X-ray characterization, Hirshfeld surface analysis, DFT calculations, in vitro and in silico lipoxygenase inhibition (LOX) studies of dichlorophenyl substituted 3-hydroxy-chromenones

Abstract

This work reports the synthesis and X-ray characterization of three dichlorophenyl substituted 3-hydroxy-chromen-4-one derivatives, i.e., 2-(2,4-dichlorophenyl)-3-hydroxy-4H-chromen-4-one (1), 2-(2,3-dichlorophenyl)-3-hydroxy-4H-chromen-4-one (2), and 2-(2,6-dichlorophenyl)-3-hydroxy-4H-chromen-4-one (3).
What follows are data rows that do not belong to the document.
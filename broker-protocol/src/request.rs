use serde::{Deserialize, Serialize};

/// One of the three request variants the wire endpoint understands.
///
/// Tagged on the wire as `{"type": "AllocateGpus", ...}`, matching the
/// tagged-union style used for wire messages elsewhere in this broker.
#[derive(Debug, Clone, Serialize, Deserialize, PartialEq)]
#[serde(tag = "type")]
pub enum Request {
    AllocateGpus {
        num_gpus: u32,
        exclusive: bool,
        #[serde(skip_serializing_if = "Option::is_none", default)]
        mem_size: Option<u64>,
    },
    ReleaseGpus {
        handles: Vec<String>,
    },
    GetSystemInfo,
}
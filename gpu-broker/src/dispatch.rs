//! The wire endpoint and request dispatcher: one request, one reply, per
//! TCP connection.

use std::collections::BTreeMap;
use std::sync::Arc;

use broker_protocol::{codec, Reply, Request};
use device_inspector::{DeviceInspector, InspectorError};
use holder_supervisor::HolderSupervisor;
use tokio::net::TcpStream;
use tokio::sync::Mutex;

use crate::admission;
use crate::logging::Logger;
use crate::registry::Registry;
use crate::release;

/// Read-only handles shared by every connection task and the reaper —
/// the broker-wide state a dispatch needs, grouped into one cloneable
/// bundle.
#[derive(Clone)]
pub struct BrokerState {
    pub inspector: Arc<dyn DeviceInspector>,
    pub registry: Registry,
    pub supervisor: HolderSupervisor,
    pub logger: Arc<Logger>,
    /// Serializes `AllocateGpus` calls against each other. Each connection
    /// runs in its own task, so without this an idle-device scan in one
    /// task and the commit of another task's allocate can interleave
    /// between the registry check and the holder spawn, double-booking an
    /// exclusive device. `release`/the reaper mutate the registry directly
    /// and don't need it: they only ever remove a reservation, which is
    /// already atomic under the registry's own lock.
    pub admission_lock: Arc<Mutex<()>>,
}

/// Query driver version + device count. Any driver error (including
/// permission-denied) yields an empty `info` map: a system-info request
/// never triggers the broker's fatal-error shutdown policy, only the
/// reaper's and the startup device reset's driver errors do.
pub fn system_info(inspector: &dyn DeviceInspector, logger: &Logger) -> Reply {
    let queried = (|| -> Result<BTreeMap<String, serde_json::Value>, InspectorError> {
        let mut info = BTreeMap::new();
        info.insert(
            "driver_version".to_string(),
            serde_json::Value::String(inspector.driver_version()?),
        );
        info.insert(
            "device_num".to_string(),
            serde_json::Value::from(inspector.device_count()?),
        );
        Ok(info)
    })();

    match queried {
        Ok(info) => Reply::GetSystemInfo { info },
        Err(err) => {
            logger.error(format!("system info query failed: {}", err));
            Reply::GetSystemInfo {
                info: BTreeMap::new(),
            }
        }
    }
}

/// Decode one request, dispatch it, encode and send the reply, close the
/// connection. No request handled here can trigger the broker's fatal
/// shutdown path — that path is reserved for the reaper and startup.
pub async fn handle_connection(mut stream: TcpStream, state: BrokerState) {
    let peer = stream
        .peer_addr()
        .map(|a| a.to_string())
        .unwrap_or_else(|_| "<unknown>".to_string());

    let request: Request = match codec::read_message(&mut stream).await {
        Ok(request) => request,
        Err(err) => {
            state
                .logger
                .error(format!("connection from {} closed unexpectedly: {}", peer, err));
            return;
        }
    };
    state.logger.info(format!("request from {}: {:?}", peer, request));

    let reply = match request {
        Request::AllocateGpus {
            num_gpus,
            exclusive,
            mem_size,
        } => {
            let _admission_guard = state.admission_lock.lock().await;
            admission::allocate(
                &*state.inspector,
                &state.registry,
                &state.supervisor,
                &state.logger,
                num_gpus,
                exclusive,
                mem_size,
            )
            .await
        }
        Request::ReleaseGpus { handles } => {
            release::release(&*state.inspector, &state.registry, &state.logger, handles).await
        }
        Request::GetSystemInfo => system_info(&*state.inspector, &state.logger),
    };

    if let Err(err) = codec::write_message(&mut stream, &reply).await {
        state
            .logger
            .error(format!("failed writing reply to {}: {}", peer, err));
    }
}
use snafu::Snafu;

/// Failure to bring up a holder process for a reservation. Carries enough
/// context for the caller to log and roll back.
#[derive(Debug, Snafu)]
#[allow(missing_docs)]
pub enum HolderStartError {
    #[snafu(display("failed to spawn holder process for device {}", device_index))]
    Spawn {
        device_index: u32,
        source: std::io::Error,
    },

    #[snafu(display(
        "holder process for device {} exited before reporting attach status"
    ))]
    DiedBeforeAttach { device_index: u32 },

    #[snafu(display(
        "holder process for device {} reported an attach failure: {}",
        device_index,
        message
    ))]
    AttachFailed { device_index: u32, message: String },

    #[snafu(display("failed to read attach status from holder for device {}", device_index))]
    ReadStatus {
        device_index: u32,
        source: std::io::Error,
    },
}

impl HolderStartError {
    pub fn device_index(&self) -> u32 {
        match self {
            HolderStartError::Spawn { device_index, .. }
            | HolderStartError::DiedBeforeAttach { device_index }
            | HolderStartError::AttachFailed { device_index, .. }
            | HolderStartError::ReadStatus { device_index, .. } => *device_index,
        }
    }
}

/// Failure to stop an already-running holder. Non-fatal to the broker;
/// the caller decides how to surface it (the reaper just logs it).
#[derive(Debug, Snafu)]
#[allow(missing_docs)]
pub enum HolderStopError {
    #[snafu(display("holder (pid {}) did not exit within the shutdown timeout and was killed", pid))]
    TimedOutAndKilled { pid: u32 },
}
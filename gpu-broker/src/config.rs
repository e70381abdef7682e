use std::path::PathBuf;

use structopt::StructOpt;

/// Recognized broker configuration: `listen_host`, `listen_port`,
/// `logger_dir`, plus a `humantime::Duration` reaper interval, exposed
/// rather than hard-coded.
#[derive(Debug, Clone, StructOpt)]
#[structopt(name = "gpu-broker")]
pub struct CliArgs {
    /// Host to listen on.
    #[structopt(long, default_value = "localhost")]
    pub listen_host: String,

    /// Port to listen on.
    #[structopt(long, default_value = "13105")]
    pub listen_port: u16,

    /// Directory the broker's log file (`hashpwd.log`) is written under.
    /// Created if it does not already exist.
    #[structopt(long, default_value = "/var/log/hashpwd")]
    pub logger_dir: PathBuf,

    /// How often the reaper scans for dead holders.
    #[structopt(long, default_value = "5s")]
    pub reaper_interval: humantime::Duration,

    /// Path to the `gpu-holder` binary the supervisor spawns. Defaults to
    /// a sibling of the running executable, as produced by `cargo build`.
    #[structopt(long)]
    pub holder_binary: Option<PathBuf>,
}

/// Runtime configuration derived from `CliArgs`, with the holder binary
/// path resolved.
#[derive(Debug, Clone)]
pub struct BrokerConfig {
    pub listen_host: String,
    pub listen_port: u16,
    pub logger_dir: PathBuf,
    pub reaper_interval: std::time::Duration,
    pub holder_binary: PathBuf,
}

impl From<CliArgs> for BrokerConfig {
    fn from(args: CliArgs) -> Self {
        let holder_binary = args.holder_binary.unwrap_or_else(default_holder_binary);
        Self {
            listen_host: args.listen_host,
            listen_port: args.listen_port,
            logger_dir: args.logger_dir,
            reaper_interval: args.reaper_interval.into(),
            holder_binary,
        }
    }
}

fn default_holder_binary() -> PathBuf {
    let mut path = std::env::current_exe().unwrap_or_else(|_| PathBuf::from("broker"));
    path.pop();
    path.push(if cfg!(windows) { "gpu-holder.exe" } else { "gpu-holder" });
    path
}
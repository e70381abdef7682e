//! Composition root: wires the registry, admission engine, reaper, and
//! wire endpoint together into a runnable broker.

use std::sync::Arc;

use device_inspector::{nvml::NvmlInspector, DeviceInspector};
use holder_supervisor::HolderSupervisor;
use snafu::ResultExt;
use tokio::net::TcpListener;

use crate::config::BrokerConfig;
use crate::dispatch::{handle_connection, BrokerState};
use crate::error::{Bind, BrokerResult, Fatal, InspectorInit, LoggerInit};
use crate::logging::Logger;
use crate::registry::Registry;

/// A running (or about-to-run) broker: the registry, admission engine,
/// reaper, and wire endpoint, composed once at startup.
pub struct Broker {
    state: BrokerState,
    listener: TcpListener,
    reaper_interval: std::time::Duration,
}

impl Broker {
    /// The address actually bound, useful in tests that bind to port 0
    /// and need to discover the chosen port.
    pub fn local_addr(&self) -> std::io::Result<std::net::SocketAddr> {
        self.listener.local_addr()
    }

    /// Build a broker against the real NVML-backed inspector.
    pub async fn new(config: BrokerConfig) -> BrokerResult<Self> {
        let inspector: Arc<dyn DeviceInspector> =
            Arc::new(NvmlInspector::new().context(InspectorInit)?);
        Self::with_inspector(config, inspector).await
    }

    /// Build a broker against an arbitrary inspector — the seam the test
    /// suite uses to swap in `device_inspector::mock::MockInspector`.
    pub async fn with_inspector(
        config: BrokerConfig,
        inspector: Arc<dyn DeviceInspector>,
    ) -> BrokerResult<Self> {
        let logger = Arc::new(Logger::open(&config.logger_dir).context(LoggerInit)?);

        // On startup the broker resets every device's compute-mode to
        // DEFAULT, so it never inherits a leftover exclusive lock.
        device_inspector::reset_all_devices(&*inspector).context(InspectorInit)?;

        let listen_addr = format!("{}:{}", config.listen_host, config.listen_port);
        let listener = TcpListener::bind(&listen_addr).await.context(Bind {
            host: config.listen_host.clone(),
            port: config.listen_port,
        })?;
        logger.info(format!("listening on {}", listen_addr));

        let supervisor = HolderSupervisor::new(config.holder_binary.clone());
        let state = BrokerState {
            inspector,
            registry: Registry::new(),
            supervisor,
            logger,
            admission_lock: Arc::new(tokio::sync::Mutex::new(())),
        };

        Ok(Self {
            state,
            listener,
            reaper_interval: config.reaper_interval,
        })
    }

    /// Run the accept loop, the reaper, and dispatch until a fatal driver
    /// error is observed, then clean up and return it.
    pub async fn run(self) -> BrokerResult<()> {
        let mut reaper_tick = tokio::time::interval(self.reaper_interval);
        // The first tick fires immediately; consume it so the reaper's
        // first real scan happens one interval after startup.
        reaper_tick.tick().await;

        let result = loop {
            tokio::select! {
                accepted = self.listener.accept() => {
                    match accepted {
                        Ok((stream, _addr)) => {
                            let state = self.state.clone();
                            tokio::spawn(handle_connection(stream, state));
                        }
                        Err(err) => {
                            self.state.logger.error(format!("accept failed: {}", err));
                        }
                    }
                }
                _ = reaper_tick.tick() => {
                    if let Some(err) = crate::reaper::reap_once(&*self.state.inspector, &self.state.registry, &self.state.logger).await {
                        break Err(err);
                    }
                }
            }
        };

        self.clean_up().await;
        result.context(Fatal)
    }

    /// Release every outstanding reservation and close the log sink:
    /// stop each holder, restore exclusive devices to DEFAULT, drop the
    /// registry entries. Driver errors here are logged, not propagated —
    /// the process is already on its way down.
    async fn clean_up(&self) {
        for handle in self.state.registry.handles().await {
            if let Some(mut reservation) = self.state.registry.remove(&handle).await {
                if let Err(err) =
                    crate::registry::stop_and_restore(&*self.state.inspector, &self.state.logger, &mut reservation)
                        .await
                {
                    self.state.logger.error(format!(
                        "failed to restore compute mode for device {} during clean-up: {}",
                        reservation.device_index, err
                    ));
                }
            }
        }
        self.state.logger.info("clean-up complete, shutting down");
        self.state.logger.close();
    }
}
//! The GPU allocation broker's reservation engine: the admission
//! predicate, the holder-process lifecycle, the request dispatcher, and
//! the reaper loop, composed into a runnable TCP service.

pub mod admission;
pub mod broker;
pub mod config;
pub mod dispatch;
pub mod error;
pub mod logging;
pub mod reaper;
pub mod registry;
pub mod release;

pub use broker::Broker;
pub use config::{BrokerConfig, CliArgs};
pub use error::{BrokerError, BrokerResult};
The solid-state architecture of these three isomers is quite different due to the large influence of the Cl-substituents on the dihedral angle between the phenyl and chromenone rings. The different assemblies and synthons have been studied using Hirshfeld surface analysis and by computing their interaction energies and different contributions (electrostatic, polarization, dispersion and repulsion). Furthermore, only one isomer forms directional halogen bonding interactions (C–Cl⋯O) that have been analyzed using MEP surface calculations and characterized using a combination of QTAIM and NCIplot index computational methods. The ability to form halogen bonds depending on the substitution has also been analyzed. The docking results showed that compound 1 forms strong binding interactions with soybean lipoxygenase followed by compounds 2 and 3. The molecular docking results are in good agreement with the bioactivity data of 1–3 (IC₅₀ values) against lipoxygenase.